What you will do —
Whenever a line of the data below holds the string "global", copy that line.

Supplied material —
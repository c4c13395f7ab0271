//! Tracing subscriber setup
//!
//! The library only emits `tracing` events; installing a subscriber is the
//! application's call. These helpers install the default layout: an
//! `EnvFilter` read from `RUST_LOG` (falling back to [`DEFAULT_FILTER`]) and
//! JSON output when `LOG_FORMAT=json`.

use tracing_subscriber::EnvFilter;

/// Filter used when `RUST_LOG` is unset or invalid
pub const DEFAULT_FILTER: &str = "livechat_engine=info";

/// Output layout of the installed subscriber
#[derive(Debug, Clone, Copy, PartialEq, Eq)]
pub enum LogFormat {
    /// Human-readable lines
    Text,
    /// One JSON object per event
    Json,
}

impl LogFormat {
    /// Read `LOG_FORMAT` from the environment
    pub fn from_env() -> Self {
        Self::from_value(std::env::var("LOG_FORMAT").ok().as_deref())
    }

    fn from_value(value: Option<&str>) -> Self {
        match value {
            Some(v) if v.eq_ignore_ascii_case("json") => LogFormat::Json,
            _ => LogFormat::Text,
        }
    }
}

/// Install the global subscriber. Returns `false` if one was already set.
pub fn try_init_tracing() -> bool {
    let filter =
        EnvFilter::try_from_default_env().unwrap_or_else(|_| EnvFilter::new(DEFAULT_FILTER));

    let result = match LogFormat::from_env() {
        LogFormat::Json => tracing_subscriber::fmt()
            .json()
            .with_env_filter(filter)
            .try_init(),
        LogFormat::Text => tracing_subscriber::fmt().with_env_filter(filter).try_init(),
    };
    result.is_ok()
}

/// Install the global subscriber, ignoring an already-installed one
pub fn init_tracing() {
    if !try_init_tracing() {
        tracing::debug!("Tracing subscriber already installed");
    }
}
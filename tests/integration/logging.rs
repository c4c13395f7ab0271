//! Integration tests for logging and tracing

use livechat_engine::logging::{try_init_tracing, LogFormat, DEFAULT_FILTER};
use tracing::{error, info, warn};
use tracing_subscriber::EnvFilter;

#[test]
fn test_default_filter_parses() {
    assert!(EnvFilter::try_new(DEFAULT_FILTER).is_ok());
}

#[test]
fn test_tracing_with_different_log_levels() {
    let _ = tracing_subscriber::fmt()
        .with_env_filter(EnvFilter::new("livechat_engine=trace"))
        .with_test_writer()
        .try_init();

    info!(feed_id = "chat", "This is an info message");
    warn!(attempt = 2, "This is a warning message");
    error!(kind = "fatal", "This is an error message");
}

#[test]
fn test_repeated_init_is_harmless() {
    // The first call may race with other tests installing a subscriber.
    let _ = try_init_tracing();
    assert!(!try_init_tracing());
}

#[test]
fn test_log_format_defaults_to_text() {
    if std::env::var("LOG_FORMAT").is_err() {
        assert_eq!(LogFormat::from_env(), LogFormat::Text);
    }
}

Problem solution —
/// Install the global subscriber. Returns `false` if one was already set.
/// Install the global subscriber, ignoring an already-installed one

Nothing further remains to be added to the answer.